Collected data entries
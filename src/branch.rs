//! Branch transform derivation from recorded turtle points.

use crate::interpreter::PointRecord;
use glam::{EulerRot, Quat, Vec3};
use serde::{Deserialize, Serialize};

/// The derived transform for one renderable branch segment.
///
/// Scale follows the unit-cylinder convention: a primitive of height 2
/// centered on its own origin, so the Y scale is half the segment length.
#[derive(Clone, Copy, Debug, PartialEq, Serialize, Deserialize)]
pub struct BranchDescriptor {
    /// World position of the segment's proximal end; also the transform
    /// position handed to the renderer.
    pub start: Vec3,

    /// World position of the segment's distal end.
    pub end: Vec3,

    /// Euclidean distance between `start` and `end`.
    pub length: f32,

    /// Cylinder radius, proportional to `length` so longer segments read
    /// as thicker trunk pieces.
    pub radius: f32,

    /// World rotation derived from the distal point's orientation angles.
    pub rotation: Quat,

    /// Non-uniform scale `(radius, length / 2, radius)`.
    pub scale: Vec3,
}

/// Converts consecutive point pairs into [`BranchDescriptor`]s.
#[derive(Clone, Copy, Debug)]
pub struct BranchBuilder {
    /// Radius as a fraction of segment length.
    pub radius_factor: f32,
}

impl Default for BranchBuilder {
    fn default() -> Self {
        Self { radius_factor: 0.1 }
    }
}

impl BranchBuilder {
    pub fn new(radius_factor: f32) -> Self {
        Self { radius_factor }
    }

    /// Derives one descriptor per point pair, in order.
    ///
    /// Points are paired with a stride of 2 at indices (0,2), (2,4), … —
    /// not (0,1),(2,3) — coupling each drawn segment's start with the next
    /// segment's start so consecutive branch midpoints chain into a
    /// continuous trunk. A pair needs `points[i + 2]` to exist; dangling
    /// tail points are dropped, and fewer than three points produce no
    /// descriptors at all.
    pub fn build(&self, points: &[PointRecord]) -> Vec<BranchDescriptor> {
        let mut branches = Vec::new();
        let mut i = 0;
        while i + 2 < points.len() {
            branches.push(self.descriptor(&points[i], &points[i + 2]));
            i += 2;
        }
        branches
    }

    fn descriptor(&self, p1: &PointRecord, p2: &PointRecord) -> BranchDescriptor {
        let length = p1.position.distance(p2.position);
        let radius = self.radius_factor * length;
        let rotation = Quat::from_euler(
            EulerRot::XYZ,
            p2.angles.x.to_radians(),
            p2.angles.y.to_radians(),
            p2.angles.z.to_radians(),
        );
        BranchDescriptor {
            start: p1.position,
            end: p2.position,
            length,
            radius,
            rotation,
            scale: Vec3::new(radius, length / 2.0, radius),
        }
    }
}

#[cfg(test)]
mod tests {
    use super::*;
    use crate::turtle::TurtleState;

    fn point_at(y: f32) -> PointRecord {
        TurtleState {
            position: Vec3::new(0.0, y, 0.0),
            ..TurtleState::default()
        }
    }

    #[test]
    fn pair_stepping_counts() {
        let builder = BranchBuilder::default();
        let points: Vec<PointRecord> = (0..8).map(|i| point_at(i as f32)).collect();
        assert_eq!(builder.build(&points[..0]).len(), 0);
        assert_eq!(builder.build(&points[..2]).len(), 0);
        assert_eq!(builder.build(&points[..4]).len(), 1);
        assert_eq!(builder.build(&points[..6]).len(), 2);
        assert_eq!(builder.build(&points[..8]).len(), 3);
    }

    #[test]
    fn descriptor_couples_alternate_points() {
        let builder = BranchBuilder::default();
        let points = vec![point_at(0.0), point_at(1.0), point_at(2.0), point_at(3.0)];
        let branches = builder.build(&points);
        assert_eq!(branches.len(), 1);
        assert_eq!(branches[0].start, Vec3::ZERO);
        assert_eq!(branches[0].end, Vec3::new(0.0, 2.0, 0.0));
    }

    #[test]
    fn radius_and_scale_follow_length() {
        let builder = BranchBuilder::default();
        let points = vec![point_at(0.0), point_at(1.0), point_at(2.0), point_at(3.0)];
        let branch = builder.build(&points)[0];
        assert!((branch.length - 2.0).abs() < 1e-6);
        assert!((branch.radius - 0.2).abs() < 1e-6);
        assert!((branch.scale - Vec3::new(0.2, 1.0, 0.2)).length() < 1e-6);
    }
}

## WORK REQUEST
Looking at the entries above, count the lines that contain "World" and answer with only the number.

## RESPONSE AREA
3